◆ Brief: Find the word "metrics" in the records below. List each line containing it.

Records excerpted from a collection
<<<<

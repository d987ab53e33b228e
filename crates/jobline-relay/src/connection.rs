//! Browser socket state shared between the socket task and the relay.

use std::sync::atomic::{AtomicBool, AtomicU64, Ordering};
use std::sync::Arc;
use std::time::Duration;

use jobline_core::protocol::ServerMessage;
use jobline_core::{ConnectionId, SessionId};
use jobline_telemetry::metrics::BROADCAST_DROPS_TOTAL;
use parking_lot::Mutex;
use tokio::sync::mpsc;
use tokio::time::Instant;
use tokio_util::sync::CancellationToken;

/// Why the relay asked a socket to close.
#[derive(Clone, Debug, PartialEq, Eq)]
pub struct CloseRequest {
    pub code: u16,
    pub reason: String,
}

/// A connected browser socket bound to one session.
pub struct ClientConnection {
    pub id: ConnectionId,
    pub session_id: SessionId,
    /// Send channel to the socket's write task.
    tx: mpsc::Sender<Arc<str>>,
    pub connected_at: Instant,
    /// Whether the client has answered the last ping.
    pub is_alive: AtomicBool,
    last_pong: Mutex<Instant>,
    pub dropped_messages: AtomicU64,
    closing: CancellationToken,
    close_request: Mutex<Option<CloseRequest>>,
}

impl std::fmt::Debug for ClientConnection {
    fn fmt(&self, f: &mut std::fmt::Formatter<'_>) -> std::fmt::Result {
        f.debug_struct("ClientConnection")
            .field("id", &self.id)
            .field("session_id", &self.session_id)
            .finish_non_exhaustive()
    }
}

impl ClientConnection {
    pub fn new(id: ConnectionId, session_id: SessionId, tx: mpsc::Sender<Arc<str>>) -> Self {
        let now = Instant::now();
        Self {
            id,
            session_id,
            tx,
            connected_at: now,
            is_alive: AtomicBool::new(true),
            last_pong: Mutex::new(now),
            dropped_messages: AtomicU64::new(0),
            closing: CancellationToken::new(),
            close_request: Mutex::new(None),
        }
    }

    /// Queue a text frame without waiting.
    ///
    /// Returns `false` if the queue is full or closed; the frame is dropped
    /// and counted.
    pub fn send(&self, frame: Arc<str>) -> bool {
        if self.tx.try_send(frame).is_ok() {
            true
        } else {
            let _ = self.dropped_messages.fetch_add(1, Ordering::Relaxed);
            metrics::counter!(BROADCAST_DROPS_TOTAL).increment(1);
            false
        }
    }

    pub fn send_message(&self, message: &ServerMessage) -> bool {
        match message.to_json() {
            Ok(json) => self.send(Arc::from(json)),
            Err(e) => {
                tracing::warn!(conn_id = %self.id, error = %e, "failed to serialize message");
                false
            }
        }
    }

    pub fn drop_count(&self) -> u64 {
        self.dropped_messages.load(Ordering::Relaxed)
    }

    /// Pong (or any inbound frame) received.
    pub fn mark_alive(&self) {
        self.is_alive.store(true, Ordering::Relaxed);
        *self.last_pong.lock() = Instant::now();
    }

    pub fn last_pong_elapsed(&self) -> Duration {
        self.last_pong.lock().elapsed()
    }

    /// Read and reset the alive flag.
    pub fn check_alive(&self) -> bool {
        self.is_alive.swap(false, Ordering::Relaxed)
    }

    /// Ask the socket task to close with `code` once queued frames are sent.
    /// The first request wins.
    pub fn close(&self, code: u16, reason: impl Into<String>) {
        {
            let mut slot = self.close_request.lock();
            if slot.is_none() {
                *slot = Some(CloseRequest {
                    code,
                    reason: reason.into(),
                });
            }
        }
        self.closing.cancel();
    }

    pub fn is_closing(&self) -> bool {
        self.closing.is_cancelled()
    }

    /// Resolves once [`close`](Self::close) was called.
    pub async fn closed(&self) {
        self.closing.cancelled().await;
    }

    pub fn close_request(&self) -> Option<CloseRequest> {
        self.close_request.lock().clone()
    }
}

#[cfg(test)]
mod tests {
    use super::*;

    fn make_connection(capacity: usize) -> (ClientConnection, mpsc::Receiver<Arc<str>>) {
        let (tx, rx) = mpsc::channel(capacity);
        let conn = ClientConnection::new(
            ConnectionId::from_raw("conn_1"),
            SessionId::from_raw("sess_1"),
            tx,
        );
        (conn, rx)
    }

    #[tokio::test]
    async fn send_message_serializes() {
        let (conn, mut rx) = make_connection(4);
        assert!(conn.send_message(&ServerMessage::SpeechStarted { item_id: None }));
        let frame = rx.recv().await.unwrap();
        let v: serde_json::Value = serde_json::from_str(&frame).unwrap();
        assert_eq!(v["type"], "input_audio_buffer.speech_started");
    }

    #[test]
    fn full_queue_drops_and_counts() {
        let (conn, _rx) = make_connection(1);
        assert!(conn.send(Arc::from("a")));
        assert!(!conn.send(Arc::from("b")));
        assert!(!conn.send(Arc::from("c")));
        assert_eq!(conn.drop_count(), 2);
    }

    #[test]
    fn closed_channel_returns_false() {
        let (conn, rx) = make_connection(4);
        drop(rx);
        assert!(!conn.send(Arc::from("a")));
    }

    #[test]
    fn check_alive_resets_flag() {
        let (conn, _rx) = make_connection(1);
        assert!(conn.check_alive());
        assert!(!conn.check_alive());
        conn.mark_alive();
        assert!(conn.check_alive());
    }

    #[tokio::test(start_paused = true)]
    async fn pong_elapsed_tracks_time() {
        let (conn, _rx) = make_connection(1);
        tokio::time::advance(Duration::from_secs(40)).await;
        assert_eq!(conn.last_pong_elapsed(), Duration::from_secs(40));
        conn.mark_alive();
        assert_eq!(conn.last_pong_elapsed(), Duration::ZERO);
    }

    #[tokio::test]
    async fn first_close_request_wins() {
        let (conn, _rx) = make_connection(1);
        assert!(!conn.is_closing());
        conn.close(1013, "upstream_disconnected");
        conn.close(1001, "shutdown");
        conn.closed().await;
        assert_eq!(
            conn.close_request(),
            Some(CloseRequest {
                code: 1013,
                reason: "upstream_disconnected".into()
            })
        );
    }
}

>>>>
<<<<

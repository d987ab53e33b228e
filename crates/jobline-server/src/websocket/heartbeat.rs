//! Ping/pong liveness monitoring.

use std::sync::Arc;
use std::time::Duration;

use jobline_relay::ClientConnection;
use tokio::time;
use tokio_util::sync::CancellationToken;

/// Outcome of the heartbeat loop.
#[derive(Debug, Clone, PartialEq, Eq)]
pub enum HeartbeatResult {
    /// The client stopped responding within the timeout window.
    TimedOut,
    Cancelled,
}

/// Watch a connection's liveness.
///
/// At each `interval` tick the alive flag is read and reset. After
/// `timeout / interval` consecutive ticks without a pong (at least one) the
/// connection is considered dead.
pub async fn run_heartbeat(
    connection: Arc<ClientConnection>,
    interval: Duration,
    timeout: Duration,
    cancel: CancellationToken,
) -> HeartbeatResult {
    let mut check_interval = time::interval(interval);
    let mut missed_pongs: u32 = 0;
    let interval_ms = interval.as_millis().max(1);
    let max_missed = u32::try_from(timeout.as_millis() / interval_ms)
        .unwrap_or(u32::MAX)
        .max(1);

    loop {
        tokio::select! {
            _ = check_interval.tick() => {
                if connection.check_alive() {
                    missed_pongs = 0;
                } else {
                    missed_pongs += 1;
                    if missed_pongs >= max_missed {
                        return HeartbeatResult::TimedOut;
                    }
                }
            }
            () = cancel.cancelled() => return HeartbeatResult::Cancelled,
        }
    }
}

>>>>
<<<<

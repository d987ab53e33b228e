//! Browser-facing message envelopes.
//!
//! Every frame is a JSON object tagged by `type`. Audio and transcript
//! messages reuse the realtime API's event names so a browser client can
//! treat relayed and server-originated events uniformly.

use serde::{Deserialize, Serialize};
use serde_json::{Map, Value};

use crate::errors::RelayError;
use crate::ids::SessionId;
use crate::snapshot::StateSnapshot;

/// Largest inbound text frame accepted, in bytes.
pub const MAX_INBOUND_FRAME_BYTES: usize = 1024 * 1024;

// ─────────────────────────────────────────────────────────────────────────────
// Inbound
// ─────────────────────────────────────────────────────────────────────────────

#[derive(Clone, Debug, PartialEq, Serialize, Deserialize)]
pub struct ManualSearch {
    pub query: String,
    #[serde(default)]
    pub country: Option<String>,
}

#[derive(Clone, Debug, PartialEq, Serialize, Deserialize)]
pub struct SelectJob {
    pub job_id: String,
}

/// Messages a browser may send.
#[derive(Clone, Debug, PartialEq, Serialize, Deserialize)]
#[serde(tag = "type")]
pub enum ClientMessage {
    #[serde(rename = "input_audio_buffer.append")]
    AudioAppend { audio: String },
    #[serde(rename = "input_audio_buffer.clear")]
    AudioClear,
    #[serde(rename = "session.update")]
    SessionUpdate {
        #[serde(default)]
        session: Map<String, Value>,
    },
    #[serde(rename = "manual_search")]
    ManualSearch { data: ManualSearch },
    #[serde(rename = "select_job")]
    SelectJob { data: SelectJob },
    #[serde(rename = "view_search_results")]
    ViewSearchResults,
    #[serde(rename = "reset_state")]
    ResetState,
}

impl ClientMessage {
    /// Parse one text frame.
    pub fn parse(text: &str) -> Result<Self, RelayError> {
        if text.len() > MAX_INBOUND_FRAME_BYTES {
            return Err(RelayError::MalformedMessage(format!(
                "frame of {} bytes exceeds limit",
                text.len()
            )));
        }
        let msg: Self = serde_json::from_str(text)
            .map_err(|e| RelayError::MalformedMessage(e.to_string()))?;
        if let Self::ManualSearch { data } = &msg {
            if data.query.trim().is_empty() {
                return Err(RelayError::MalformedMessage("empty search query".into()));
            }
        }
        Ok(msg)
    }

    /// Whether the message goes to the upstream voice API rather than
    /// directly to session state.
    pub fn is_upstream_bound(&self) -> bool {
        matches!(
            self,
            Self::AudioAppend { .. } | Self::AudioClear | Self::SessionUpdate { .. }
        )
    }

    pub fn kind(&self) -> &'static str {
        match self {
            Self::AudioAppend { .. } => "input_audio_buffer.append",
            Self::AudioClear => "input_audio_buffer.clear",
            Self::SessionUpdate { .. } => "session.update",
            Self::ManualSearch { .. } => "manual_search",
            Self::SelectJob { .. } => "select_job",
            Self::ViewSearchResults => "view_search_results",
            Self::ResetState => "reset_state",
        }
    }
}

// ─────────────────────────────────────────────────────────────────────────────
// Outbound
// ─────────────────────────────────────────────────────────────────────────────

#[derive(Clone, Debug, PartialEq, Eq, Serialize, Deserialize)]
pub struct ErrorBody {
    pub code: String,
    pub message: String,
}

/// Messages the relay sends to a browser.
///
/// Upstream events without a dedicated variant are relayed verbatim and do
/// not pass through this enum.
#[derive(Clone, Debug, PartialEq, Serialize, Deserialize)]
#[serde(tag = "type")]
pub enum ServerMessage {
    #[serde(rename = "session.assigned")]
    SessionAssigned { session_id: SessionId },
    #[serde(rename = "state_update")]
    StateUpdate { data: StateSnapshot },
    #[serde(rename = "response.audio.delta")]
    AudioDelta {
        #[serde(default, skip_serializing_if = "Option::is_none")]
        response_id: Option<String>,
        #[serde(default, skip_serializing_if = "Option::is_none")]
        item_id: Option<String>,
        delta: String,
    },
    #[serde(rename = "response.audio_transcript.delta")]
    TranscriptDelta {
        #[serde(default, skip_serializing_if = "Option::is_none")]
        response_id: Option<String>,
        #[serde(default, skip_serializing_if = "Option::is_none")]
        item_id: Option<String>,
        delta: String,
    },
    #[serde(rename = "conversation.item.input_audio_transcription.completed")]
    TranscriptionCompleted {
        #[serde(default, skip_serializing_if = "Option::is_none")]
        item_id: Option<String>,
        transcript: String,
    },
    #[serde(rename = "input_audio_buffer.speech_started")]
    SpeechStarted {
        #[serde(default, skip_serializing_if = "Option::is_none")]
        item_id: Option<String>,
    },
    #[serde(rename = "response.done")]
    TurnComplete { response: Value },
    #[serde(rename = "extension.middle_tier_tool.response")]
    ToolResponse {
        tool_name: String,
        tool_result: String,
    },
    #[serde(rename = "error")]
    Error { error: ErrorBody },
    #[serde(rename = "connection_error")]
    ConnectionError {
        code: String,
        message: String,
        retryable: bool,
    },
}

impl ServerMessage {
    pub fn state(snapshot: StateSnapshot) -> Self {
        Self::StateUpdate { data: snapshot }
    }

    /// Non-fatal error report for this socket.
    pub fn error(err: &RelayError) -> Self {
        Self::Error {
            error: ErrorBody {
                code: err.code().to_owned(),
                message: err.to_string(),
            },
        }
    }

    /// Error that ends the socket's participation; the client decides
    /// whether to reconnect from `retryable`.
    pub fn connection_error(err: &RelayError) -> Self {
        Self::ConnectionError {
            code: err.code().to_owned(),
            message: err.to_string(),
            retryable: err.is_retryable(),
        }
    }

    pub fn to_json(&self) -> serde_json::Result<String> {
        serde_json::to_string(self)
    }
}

>>>>

◆ Finished task:
use jobline_telemetry::metrics::BROADCAST_DROPS_TOTAL;
            metrics::counter!(BROADCAST_DROPS_TOTAL).increment(1);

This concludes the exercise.